TRY IT:
Return every record below exactly as given.

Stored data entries

***

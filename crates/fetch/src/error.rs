use thiserror::Error;

#[derive(Debug, Error)]
pub enum FetchError {
    /// Cache miss while offline recording is disabled. Carries the cache
    /// key so operators can see which cassette is missing.
    #[error("offline and no cassette for key {0}")]
    Offline(String),

    /// Non-success status after retries were exhausted or skipped.
    #[error("upstream returned status {status} for {url}")]
    Status { status: u16, url: String },

    /// Transport-level failure (DNS, connect, TLS, read).
    #[error("transport error: {0}")]
    Transport(String),

    #[error("request timed out after {0} attempts")]
    Timeout(u32),

    #[error("io error: {0}")]
    Io(#[from] std::io::Error),

    #[error("cassette decode error: {0}")]
    Cassette(#[from] serde_json::Error),

    /// Recording was attempted with a non-idempotent method.
    #[error("method {0} is not replayable")]
    NotReplayable(String),
}

impl FetchError {
    /// Transient failures are eligible for retry; everything else fails fast.
    pub fn is_transient(&self) -> bool {
        match self {
            FetchError::Transport(_) | FetchError::Timeout(_) => true,
            FetchError::Status { status, .. } => *status >= 500,
            _ => false,
        }
    }
}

***

WRITTEN ANSWER:
filename crates/fetch/src/error.rs
use thiserror::Error;

#[derive(Debug, Error)]
pub enum FetchError {
    /// Cache miss while offline recording is disabled. Carries the cache
    /// key so operators can see which cassette is missing.
    #[error("offline and no cassette for key {0}")]
    Offline(String),

    /// Non-success status after retries were exhausted or skipped.
    #[error("upstream returned status {status} for {url}")]
    Status { status: u16, url: String },

    /// Transport-level failure (DNS, connect, TLS, read).
    #[error("transport error: {0}")]
    Transport(String),

    #[error("request timed out after {0} attempts")]
    Timeout(u32),

    #[error("io error: {0}")]
    Io(#[from] std::io::Error),

    #[error("cassette decode error: {0}")]
    Cassette(#[from] serde_json::Error),

    /// Recording was attempted with a non-idempotent method.
    #[error("method {0} is not replayable")]
    NotReplayable(String),
}

impl FetchError {
    /// Transient failures are eligible for retry; everything else fails fast.
    pub fn is_transient(&self) -> bool {
        match self {
            FetchError::Transport(_) | FetchError::Timeout(_) => true,
            FetchError::Status { status, .. } => *status >= 500,
            _ => false,
        }
    }
}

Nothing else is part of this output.